▸ TASK
Using the listing below, report each line holding the string "Strategy".

▸ THE DATA
* * * *

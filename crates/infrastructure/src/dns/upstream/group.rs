use super::UpstreamServer;
use crate::dns::load_balancer::Strategy;
use arc_swap::ArcSwapOption;
use async_trait::async_trait;
use sluice_dns_application::ports::{ExchangeMode, UpstreamGroup};
use sluice_dns_domain::{DomainError, UpstreamGroupKind};
use std::fmt;
use std::sync::Arc;
use tracing::{debug, info};

/// Upstreams reserved for one domain and its subdomains.
///
/// `servers` is `None` for an exclusion: the domain goes to the general
/// upstreams even when a parent domain is reserved.
#[derive(Debug)]
pub struct ReservedDomain {
    pub domain: String,
    pub servers: Option<Vec<Arc<UpstreamServer>>>,
}

#[derive(Debug)]
struct Routes {
    general: Vec<Arc<UpstreamServer>>,
    reserved: Vec<ReservedDomain>,
}

/// A built upstream group: general upstreams, domain reservations and the
/// configured address strings.
///
/// `close` drops the group's references to its servers. Transports and
/// resolved endpoint caches are freed once in-flight exchanges holding a
/// server finish.
pub struct UpstreamGroupConfig {
    kind: UpstreamGroupKind,
    routes: ArcSwapOption<Routes>,
    addresses: Vec<String>,
    empty: bool,
}

impl UpstreamGroupConfig {
    pub fn new(
        kind: UpstreamGroupKind,
        general: Vec<Arc<UpstreamServer>>,
        mut reserved: Vec<ReservedDomain>,
        addresses: Vec<String>,
    ) -> Self {
        // Longest domain first, so the most specific reservation matches.
        reserved.sort_by(|a, b| b.domain.len().cmp(&a.domain.len()));
        let empty = general.is_empty() && reserved.is_empty();
        Self {
            kind,
            routes: ArcSwapOption::from_pointee(Routes { general, reserved }),
            addresses,
            empty,
        }
    }

    pub fn empty(kind: UpstreamGroupKind) -> Self {
        Self::new(kind, Vec::new(), Vec::new(), Vec::new())
    }

    pub fn is_closed(&self) -> bool {
        self.routes.load().is_none()
    }

    /// Upstreams responsible for `domain`; empty once the group is closed.
    pub fn servers_for(&self, domain: &str) -> Vec<Arc<UpstreamServer>> {
        let Some(routes) = self.routes.load_full() else {
            return Vec::new();
        };
        let domain = domain.trim_end_matches('.').to_ascii_lowercase();
        let matched = routes.reserved.iter().find(|r| {
            domain == r.domain
                || (domain.len() > r.domain.len()
                    && domain.ends_with(r.domain.as_str())
                    && domain.as_bytes()[domain.len() - r.domain.len() - 1] == b'.')
        });

        match matched.and_then(|r| r.servers.as_deref()) {
            Some(servers) => servers.to_vec(),
            None => routes.general.clone(),
        }
    }
}

#[async_trait]
impl UpstreamGroup for UpstreamGroupConfig {
    fn kind(&self) -> UpstreamGroupKind {
        self.kind
    }

    fn addresses(&self) -> Vec<String> {
        self.addresses.clone()
    }

    fn is_empty(&self) -> bool {
        self.empty
    }

    async fn exchange(
        &self,
        domain: &str,
        query: &[u8],
        mode: ExchangeMode,
    ) -> Result<Vec<u8>, DomainError> {
        if self.is_closed() {
            return Err(DomainError::Network(format!(
                "{} upstream group is closed",
                self.kind
            )));
        }

        let servers = self.servers_for(domain);
        if servers.is_empty() {
            return Err(DomainError::Network(format!(
                "no {} upstream for {}",
                self.kind, domain
            )));
        }

        let result = Strategy::from_mode(mode).exchange(&servers, query).await?;
        debug!(group = %self.kind, domain = %domain, server = %result.server, latency_ms = result.latency_ms, "Upstream answered");
        Ok(result.bytes)
    }

    fn close(&self) -> Result<(), DomainError> {
        if self.routes.swap(None).is_none() {
            return Ok(());
        }
        info!(group = %self.kind, upstreams = self.addresses.len(), "Upstream group closed");
        Ok(())
    }
}

impl fmt::Debug for UpstreamGroupConfig {
    fn fmt(&self, f: &mut fmt::Formatter<'_>) -> fmt::Result {
        f.debug_struct("UpstreamGroupConfig")
            .field("kind", &self.kind)
            .field("addresses", &self.addresses.len())
            .field("closed", &self.is_closed())
            .finish()
    }
}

* * * *

▸ TASK ANSWER
use crate::dns::load_balancer::Strategy;
        let result = Strategy::from_mode(mode).exchange(&servers, query).await?;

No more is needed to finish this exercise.